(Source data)
use std::cell::RefCell;
use std::rc::Rc;

use super::Array;
use crate::error::{NdError, Result};
use crate::math::product_of;

impl Array {
    /// Row-major offset of a (possibly partial) leading index.
    fn offset_of(&self, op: &'static str, poses: &[usize]) -> Result<usize> {
        if poses.len() > self.ndim() {
            return Err(NdError::shape(
                op,
                format!("at most {} indices, got {}", self.ndim(), poses.len()),
                &self.shape,
            ));
        }
        let mut pos = 0;
        for (k, &p) in poses.iter().enumerate() {
            let bound = self.shape[k];
            if p >= bound {
                return Err(NdError::IndexOutOfBounds { index: p, bound });
            }
            pos += p * product_of(&self.shape[k + 1..]);
        }
        Ok(pos)
    }

    fn full_offset(&self, op: &'static str, poses: &[usize]) -> Result<usize> {
        if self.ndim() == 0 {
            // the empty index names no element of a rank-0 array
            return Err(NdError::EmptyArray);
        }
        if poses.len() != self.ndim() {
            return Err(NdError::shape(
                op,
                format!("exactly {} indices, got {}", self.ndim(), poses.len()),
                &self.shape,
            ));
        }
        self.offset_of(op, poses)
    }

    /// Element at a full index.
    pub fn get(&self, poses: &[usize]) -> Result<f64> {
        let pos = self.full_offset("get", poses)?;
        Ok(self.data()[pos])
    }

    /// Overwrite the element at a full index. Visible through every view.
    pub fn set(&mut self, poses: &[usize], value: f64) -> Result<()> {
        let pos = self.full_offset("set", poses)?;
        self.data_mut()[pos] = value;
        Ok(())
    }

    /// Sub-array obtained by fixing the leading coordinates.
    ///
    /// A full index yields a one-element array of shape `[1]`. The result is
    /// always a copy.
    pub fn ix(&self, poses: &[usize]) -> Result<Array> {
        if self.ndim() == 0 {
            return Err(NdError::EmptyArray);
        }
        let pos = self.offset_of("ix", poses)?;
        if poses.len() == self.ndim() {
            return Ok(Array::from_vec(vec![self.data()[pos]]));
        }
        let shape = self.shape[poses.len()..].to_vec();
        let n = product_of(&shape);
        let data = self.data()[pos..pos + n].to_vec();
        Ok(Array::from_parts(shape, data))
    }

    /// First element.
    pub fn value(&self) -> Result<f64> {
        if self.is_empty() {
            return Err(NdError::EmptyArray);
        }
        Ok(self.data()[0])
    }

    pub fn nth_row(&self, i: usize) -> Result<Array> {
        let (rows, cols) = self.dims2("nth_row")?;
        if i >= rows {
            return Err(NdError::IndexOutOfBounds { index: i, bound: rows });
        }
        Ok(Array::from_slice(&self.data()[i * cols..(i + 1) * cols]))
    }

    pub fn nth_col(&self, j: usize) -> Result<Array> {
        let (rows, cols) = self.dims2("nth_col")?;
        if j >= cols {
            return Err(NdError::IndexOutOfBounds { index: j, bound: cols });
        }
        let src = self.data();
        Ok((0..rows).map(|i| src[i * cols + j]).collect())
    }

    /// Overwrite row `i` with `row`, whose length must equal the column count.
    pub fn set_row(&mut self, row: &Array, i: usize) -> Result<&mut Self> {
        let (rows, cols) = self.dims2("set_row")?;
        if row.size() != cols {
            return Err(NdError::shape(
                "set_row",
                format!("a vector of length {}", cols),
                row.shape(),
            ));
        }
        if i >= rows {
            return Err(NdError::IndexOutOfBounds { index: i, bound: rows });
        }
        // snapshot first: `row` may alias this buffer
        let values = row.to_vec();
        self.data_mut()[i * cols..(i + 1) * cols].copy_from_slice(&values);
        Ok(self)
    }

    /// Overwrite column `j` with `col`, whose length must equal the row count.
    pub fn set_col(&mut self, col: &Array, j: usize) -> Result<&mut Self> {
        let (rows, cols) = self.dims2("set_col")?;
        if col.size() != rows {
            return Err(NdError::shape(
                "set_col",
                format!("a vector of length {}", rows),
                col.shape(),
            ));
        }
        if j >= cols {
            return Err(NdError::IndexOutOfBounds { index: j, bound: cols });
        }
        let values = col.to_vec();
        let mut dst = self.data_mut();
        for (i, v) in values.into_iter().enumerate() {
            dst[i * cols + j] = v;
        }
        drop(dst);
        Ok(self)
    }

    /// Append raw values to the buffer without touching the shape.
    ///
    /// This is a builder primitive: until the caller reshapes, the element
    /// count no longer matches the shape. A header that shares its buffer, or
    /// only sees a prefix of it, first moves onto a private copy so other views
    /// are left alone.
    pub fn push_eles(&mut self, values: &[f64]) -> &mut Self {
        if Rc::strong_count(&self.buf) > 1 || self.buf.borrow().len() != self.len {
            log::trace!("push_eles: detaching {} elements from a shared buffer", self.len);
            let own = self.to_vec();
            self.buf = Rc::new(RefCell::new(own));
        }
        self.buf.borrow_mut().extend_from_slice(values);
        self.len += values.len();
        self
    }

    /// Gather whole rows, in the given order, into a new matrix.
    pub fn get_rows(&self, is: &[usize]) -> Result<Array> {
        let (rows, cols) = self.dims2("get_rows")?;
        let src = self.data();
        let mut data = Vec::with_capacity(is.len() * cols);
        for &i in is {
            if i >= rows {
                return Err(NdError::IndexOutOfBounds { index: i, bound: rows });
            }
            data.extend_from_slice(&src[i * cols..(i + 1) * cols]);
        }
        Ok(Array::from_parts(vec![is.len(), cols], data))
    }

    /// Gather whole columns, in the given order, into a new matrix.
    pub fn get_cols(&self, js: &[usize]) -> Result<Array> {
        let (rows, cols) = self.dims2("get_cols")?;
        if let Some(&j) = js.iter().find(|&&j| j >= cols) {
            return Err(NdError::IndexOutOfBounds { index: j, bound: cols });
        }
        let src = self.data();
        let mut data = Vec::with_capacity(rows * js.len());
        for r in 0..rows {
            for &j in js {
                data.push(src[r * cols + j]);
            }
        }
        Ok(Array::from_parts(vec![rows, js.len()], data))
    }

    /// Gather elements of a vector by position.
    pub fn get_eles(&self, is: &[usize]) -> Result<Array> {
        self.require_rank("get_eles", 1)?;
        let src = self.data();
        is.iter()
            .map(|&i| {
                src.get(i).copied().ok_or(NdError::IndexOutOfBounds {
                    index: i,
                    bound: src.len(),
                })
            })
            .collect::<Result<Vec<f64>>>()
            .map(Array::from_vec)
    }
}

#[cfg(test)]
mod tests {
    use super::*;

    #[test]
    fn set_row_from_own_view_does_not_panic() {
        let mut a = Array::arange(6).reshape(&[2, 3]).unwrap();
        let first = a.reshape_unsafe(&[3]);
        a.set_row(&first, 1).unwrap();
        assert_eq!(a.to_vec(), vec![0.0, 1.0, 2.0, 0.0, 1.0, 2.0]);
    }

    #[test]
    fn push_eles_detaches_from_views() {
        let a = Array::arange(3);
        let mut b = a.view();
        b.push_eles(&[3.0, 4.0]);
        assert!(!a.shares_buffer(&b));
        assert_eq!(a.size(), 3);
        assert_eq!(b.size(), 5);
        assert_eq!(b.shape(), &[3]);
    }

    #[test]
    fn offsets_are_bounds_checked() {
        let a = Array::arange(4).reshape(&[2, 2]).unwrap();
        assert_eq!(
            a.get(&[2, 0]),
            Err(NdError::IndexOutOfBounds { index: 2, bound: 2 })
        );
        assert!(a.get(&[1]).unwrap_err().is_shape_error());
    }
}
//! Best-effort read of the displayed total ("1,234 connections").

use crate::driver::PageDriver;
use crate::profile::TargetRule;
use regex::Regex;

/// Parse the first capture of `pattern` as a count with thousands separators.
pub fn parse_target(text: &str, pattern: &Regex) -> Option<usize> {
    let caps = pattern.captures(text)?;
    let digits: String = caps
        .get(1)?
        .as_str()
        .chars()
        .filter(char::is_ascii_digit)
        .collect();
    digits.parse().ok().filter(|&n: &usize| n > 0)
}

/// First visible element text across `rule.selectors` that parses.
pub async fn read_target(driver: &dyn PageDriver, rule: &TargetRule, pattern: &Regex) -> Option<usize> {
    for selector in &rule.selectors {
        let Ok(elements) = driver.query_all(selector).await else {
            continue;
        };
        for el in elements {
            if !driver.visible(el).await.unwrap_or(false) {
                continue;
            }
            if let Ok(text) = driver.text(el).await {
                if let Some(n) = parse_target(&text, pattern) {
                    return Some(n);
                }
            }
        }
    }
    None
}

▶ Exercise:
Looking at the records above, state the number of lines where the word "digits" occurs, and write nothing beyond it.

▶ Answer space:
2